#### EXERCISE:
Look through the records below and collect all lines that hold the string "clipped".

#### EXERCISE MATERIALS:
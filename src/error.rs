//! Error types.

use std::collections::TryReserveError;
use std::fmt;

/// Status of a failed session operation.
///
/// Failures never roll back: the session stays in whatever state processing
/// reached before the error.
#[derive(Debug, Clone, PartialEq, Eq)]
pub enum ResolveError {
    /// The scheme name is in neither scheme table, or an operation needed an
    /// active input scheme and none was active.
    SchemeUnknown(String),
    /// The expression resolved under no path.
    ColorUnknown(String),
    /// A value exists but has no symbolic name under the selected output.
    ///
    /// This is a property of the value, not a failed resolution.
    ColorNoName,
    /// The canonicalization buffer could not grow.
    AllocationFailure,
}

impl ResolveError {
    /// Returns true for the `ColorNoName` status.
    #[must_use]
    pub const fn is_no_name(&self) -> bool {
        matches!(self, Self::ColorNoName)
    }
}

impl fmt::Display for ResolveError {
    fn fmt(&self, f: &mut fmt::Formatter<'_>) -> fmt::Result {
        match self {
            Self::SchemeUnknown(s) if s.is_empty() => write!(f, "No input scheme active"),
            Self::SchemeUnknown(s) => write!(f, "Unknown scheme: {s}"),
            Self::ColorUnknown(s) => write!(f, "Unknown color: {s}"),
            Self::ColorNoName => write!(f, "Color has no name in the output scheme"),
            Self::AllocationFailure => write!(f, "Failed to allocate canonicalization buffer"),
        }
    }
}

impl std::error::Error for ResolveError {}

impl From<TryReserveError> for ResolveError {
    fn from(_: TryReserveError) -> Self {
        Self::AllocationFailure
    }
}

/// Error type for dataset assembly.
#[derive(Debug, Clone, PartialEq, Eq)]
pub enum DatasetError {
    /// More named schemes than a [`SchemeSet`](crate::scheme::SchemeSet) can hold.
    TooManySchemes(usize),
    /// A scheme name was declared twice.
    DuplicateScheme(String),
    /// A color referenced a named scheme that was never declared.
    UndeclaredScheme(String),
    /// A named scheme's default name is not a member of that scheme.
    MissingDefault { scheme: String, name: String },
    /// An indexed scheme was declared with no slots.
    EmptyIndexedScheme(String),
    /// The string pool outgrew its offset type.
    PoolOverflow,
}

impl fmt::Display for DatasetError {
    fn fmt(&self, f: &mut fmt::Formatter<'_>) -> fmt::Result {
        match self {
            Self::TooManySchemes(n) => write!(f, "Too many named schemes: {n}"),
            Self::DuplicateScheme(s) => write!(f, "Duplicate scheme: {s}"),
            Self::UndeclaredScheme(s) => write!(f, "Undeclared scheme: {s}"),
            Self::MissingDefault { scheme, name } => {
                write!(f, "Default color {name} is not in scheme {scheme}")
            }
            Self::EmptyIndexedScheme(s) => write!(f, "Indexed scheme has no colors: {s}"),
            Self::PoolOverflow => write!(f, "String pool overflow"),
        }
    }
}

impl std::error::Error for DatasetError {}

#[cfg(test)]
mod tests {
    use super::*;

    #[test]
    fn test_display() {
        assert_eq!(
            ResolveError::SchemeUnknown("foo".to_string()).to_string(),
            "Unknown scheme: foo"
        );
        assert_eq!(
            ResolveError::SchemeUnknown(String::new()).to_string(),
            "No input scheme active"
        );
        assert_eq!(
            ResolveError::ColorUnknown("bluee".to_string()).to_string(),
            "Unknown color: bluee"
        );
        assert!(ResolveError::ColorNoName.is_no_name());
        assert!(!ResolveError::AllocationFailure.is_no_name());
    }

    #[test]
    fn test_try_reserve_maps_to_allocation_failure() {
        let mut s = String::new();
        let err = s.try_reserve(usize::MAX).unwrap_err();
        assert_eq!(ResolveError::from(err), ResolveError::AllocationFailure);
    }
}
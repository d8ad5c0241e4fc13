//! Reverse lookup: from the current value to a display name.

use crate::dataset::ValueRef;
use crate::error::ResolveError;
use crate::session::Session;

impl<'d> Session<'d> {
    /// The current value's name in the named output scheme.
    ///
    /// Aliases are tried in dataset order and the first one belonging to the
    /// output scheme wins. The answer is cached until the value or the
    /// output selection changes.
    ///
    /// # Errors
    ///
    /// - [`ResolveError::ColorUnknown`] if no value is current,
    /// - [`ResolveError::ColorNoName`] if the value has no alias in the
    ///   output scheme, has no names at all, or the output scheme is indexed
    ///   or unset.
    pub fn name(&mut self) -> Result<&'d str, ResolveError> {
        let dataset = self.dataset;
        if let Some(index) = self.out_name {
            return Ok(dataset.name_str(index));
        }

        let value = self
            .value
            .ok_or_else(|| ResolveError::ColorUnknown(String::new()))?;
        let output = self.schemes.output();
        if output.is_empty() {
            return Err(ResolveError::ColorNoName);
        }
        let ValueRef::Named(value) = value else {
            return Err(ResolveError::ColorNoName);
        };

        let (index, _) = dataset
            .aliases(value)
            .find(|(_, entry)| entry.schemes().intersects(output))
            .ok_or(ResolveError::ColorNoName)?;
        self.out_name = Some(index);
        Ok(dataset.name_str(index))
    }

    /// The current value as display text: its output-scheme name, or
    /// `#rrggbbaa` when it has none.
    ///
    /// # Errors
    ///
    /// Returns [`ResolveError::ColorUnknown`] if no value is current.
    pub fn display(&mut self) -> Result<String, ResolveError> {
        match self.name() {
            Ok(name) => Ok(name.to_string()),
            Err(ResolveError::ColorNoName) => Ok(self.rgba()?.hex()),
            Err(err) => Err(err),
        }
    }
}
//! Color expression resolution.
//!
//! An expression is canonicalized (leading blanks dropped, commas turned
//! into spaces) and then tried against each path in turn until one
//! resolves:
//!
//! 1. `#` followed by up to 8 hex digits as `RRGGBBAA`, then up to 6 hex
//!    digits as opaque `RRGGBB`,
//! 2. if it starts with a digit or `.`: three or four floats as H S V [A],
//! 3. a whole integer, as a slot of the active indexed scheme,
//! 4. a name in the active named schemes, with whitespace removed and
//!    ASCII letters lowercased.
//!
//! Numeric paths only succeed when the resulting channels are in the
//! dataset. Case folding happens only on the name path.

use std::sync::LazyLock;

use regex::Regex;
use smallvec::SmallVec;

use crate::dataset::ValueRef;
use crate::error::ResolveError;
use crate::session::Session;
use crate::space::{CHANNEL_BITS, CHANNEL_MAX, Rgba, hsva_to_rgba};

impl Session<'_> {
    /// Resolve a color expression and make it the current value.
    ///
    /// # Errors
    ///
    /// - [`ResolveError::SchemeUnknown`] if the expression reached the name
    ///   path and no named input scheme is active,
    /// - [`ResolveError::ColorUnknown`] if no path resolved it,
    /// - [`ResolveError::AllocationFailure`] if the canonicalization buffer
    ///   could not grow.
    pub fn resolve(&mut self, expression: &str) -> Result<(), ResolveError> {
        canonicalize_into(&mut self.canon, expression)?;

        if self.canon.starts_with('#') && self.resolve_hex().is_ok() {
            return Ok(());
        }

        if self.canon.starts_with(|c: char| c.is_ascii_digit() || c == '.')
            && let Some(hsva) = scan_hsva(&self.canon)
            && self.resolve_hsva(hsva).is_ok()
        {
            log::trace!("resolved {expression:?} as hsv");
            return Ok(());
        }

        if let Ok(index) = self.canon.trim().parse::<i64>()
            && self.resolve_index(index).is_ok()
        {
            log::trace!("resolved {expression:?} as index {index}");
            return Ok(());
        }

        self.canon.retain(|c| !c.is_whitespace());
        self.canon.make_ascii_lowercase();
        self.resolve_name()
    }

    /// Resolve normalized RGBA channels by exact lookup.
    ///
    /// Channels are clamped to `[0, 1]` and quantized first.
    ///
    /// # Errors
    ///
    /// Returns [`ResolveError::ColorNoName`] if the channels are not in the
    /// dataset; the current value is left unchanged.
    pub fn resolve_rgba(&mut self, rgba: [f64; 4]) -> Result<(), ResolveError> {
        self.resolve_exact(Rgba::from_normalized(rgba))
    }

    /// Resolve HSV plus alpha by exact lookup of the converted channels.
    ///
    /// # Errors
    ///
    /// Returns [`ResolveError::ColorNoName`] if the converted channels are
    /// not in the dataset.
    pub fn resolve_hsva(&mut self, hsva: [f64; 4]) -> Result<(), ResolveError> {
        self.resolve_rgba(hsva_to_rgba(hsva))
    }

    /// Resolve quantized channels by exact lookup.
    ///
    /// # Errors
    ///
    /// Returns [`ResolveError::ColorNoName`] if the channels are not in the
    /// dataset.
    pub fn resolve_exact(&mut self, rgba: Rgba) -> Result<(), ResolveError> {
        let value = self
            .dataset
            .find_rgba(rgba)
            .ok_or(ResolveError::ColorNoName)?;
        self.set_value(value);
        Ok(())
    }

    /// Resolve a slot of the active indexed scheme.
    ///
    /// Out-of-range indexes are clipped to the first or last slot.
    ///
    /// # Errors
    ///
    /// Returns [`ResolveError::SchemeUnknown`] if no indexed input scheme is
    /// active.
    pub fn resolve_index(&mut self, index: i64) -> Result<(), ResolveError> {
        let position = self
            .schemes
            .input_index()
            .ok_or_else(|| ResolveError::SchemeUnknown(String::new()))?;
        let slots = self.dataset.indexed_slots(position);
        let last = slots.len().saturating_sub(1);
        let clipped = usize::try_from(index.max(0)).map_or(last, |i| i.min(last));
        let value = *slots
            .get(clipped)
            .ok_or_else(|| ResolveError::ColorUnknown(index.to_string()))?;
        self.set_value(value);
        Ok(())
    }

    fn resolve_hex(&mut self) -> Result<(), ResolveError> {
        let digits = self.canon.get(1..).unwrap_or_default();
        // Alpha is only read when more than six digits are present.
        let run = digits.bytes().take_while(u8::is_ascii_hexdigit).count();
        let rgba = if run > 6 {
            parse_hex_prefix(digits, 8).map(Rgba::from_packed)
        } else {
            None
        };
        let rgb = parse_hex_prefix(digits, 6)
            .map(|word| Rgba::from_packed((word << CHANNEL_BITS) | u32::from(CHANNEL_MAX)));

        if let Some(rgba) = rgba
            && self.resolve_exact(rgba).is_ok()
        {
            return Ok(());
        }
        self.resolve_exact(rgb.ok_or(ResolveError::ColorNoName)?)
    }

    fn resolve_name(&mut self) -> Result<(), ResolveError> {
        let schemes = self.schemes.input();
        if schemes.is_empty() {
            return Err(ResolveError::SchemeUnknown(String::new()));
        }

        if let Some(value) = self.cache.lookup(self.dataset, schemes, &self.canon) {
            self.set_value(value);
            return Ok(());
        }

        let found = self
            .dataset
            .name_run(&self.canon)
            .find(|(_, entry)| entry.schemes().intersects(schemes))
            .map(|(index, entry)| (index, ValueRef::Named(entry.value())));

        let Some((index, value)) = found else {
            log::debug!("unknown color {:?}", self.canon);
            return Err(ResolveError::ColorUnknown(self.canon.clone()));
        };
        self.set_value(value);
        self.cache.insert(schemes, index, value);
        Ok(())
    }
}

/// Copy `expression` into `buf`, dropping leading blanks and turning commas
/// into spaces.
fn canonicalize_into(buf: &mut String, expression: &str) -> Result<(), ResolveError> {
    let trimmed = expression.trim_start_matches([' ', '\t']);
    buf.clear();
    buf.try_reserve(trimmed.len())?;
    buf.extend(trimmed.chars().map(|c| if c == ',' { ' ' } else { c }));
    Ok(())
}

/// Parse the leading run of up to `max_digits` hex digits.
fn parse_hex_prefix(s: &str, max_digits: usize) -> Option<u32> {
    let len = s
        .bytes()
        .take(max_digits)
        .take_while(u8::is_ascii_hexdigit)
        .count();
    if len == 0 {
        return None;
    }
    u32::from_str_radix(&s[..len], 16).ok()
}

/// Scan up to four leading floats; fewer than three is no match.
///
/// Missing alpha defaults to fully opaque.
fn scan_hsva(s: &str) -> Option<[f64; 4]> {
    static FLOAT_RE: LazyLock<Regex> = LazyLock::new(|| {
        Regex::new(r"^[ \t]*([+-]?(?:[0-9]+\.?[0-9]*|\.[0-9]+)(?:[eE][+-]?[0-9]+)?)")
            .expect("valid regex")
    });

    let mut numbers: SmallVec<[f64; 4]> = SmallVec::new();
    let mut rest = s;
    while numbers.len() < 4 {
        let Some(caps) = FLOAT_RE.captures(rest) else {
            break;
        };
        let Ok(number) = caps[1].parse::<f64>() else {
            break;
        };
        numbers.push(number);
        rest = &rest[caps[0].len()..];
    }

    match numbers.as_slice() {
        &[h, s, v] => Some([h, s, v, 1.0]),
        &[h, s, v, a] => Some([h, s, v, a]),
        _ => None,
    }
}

#### EXERCISE SOLUTION:
    /// Out-of-range indexes are clipped to the first or last slot.
        let clipped = usize::try_from(index.max(0)).map_or(last, |i| i.min(last));
            .get(clipped)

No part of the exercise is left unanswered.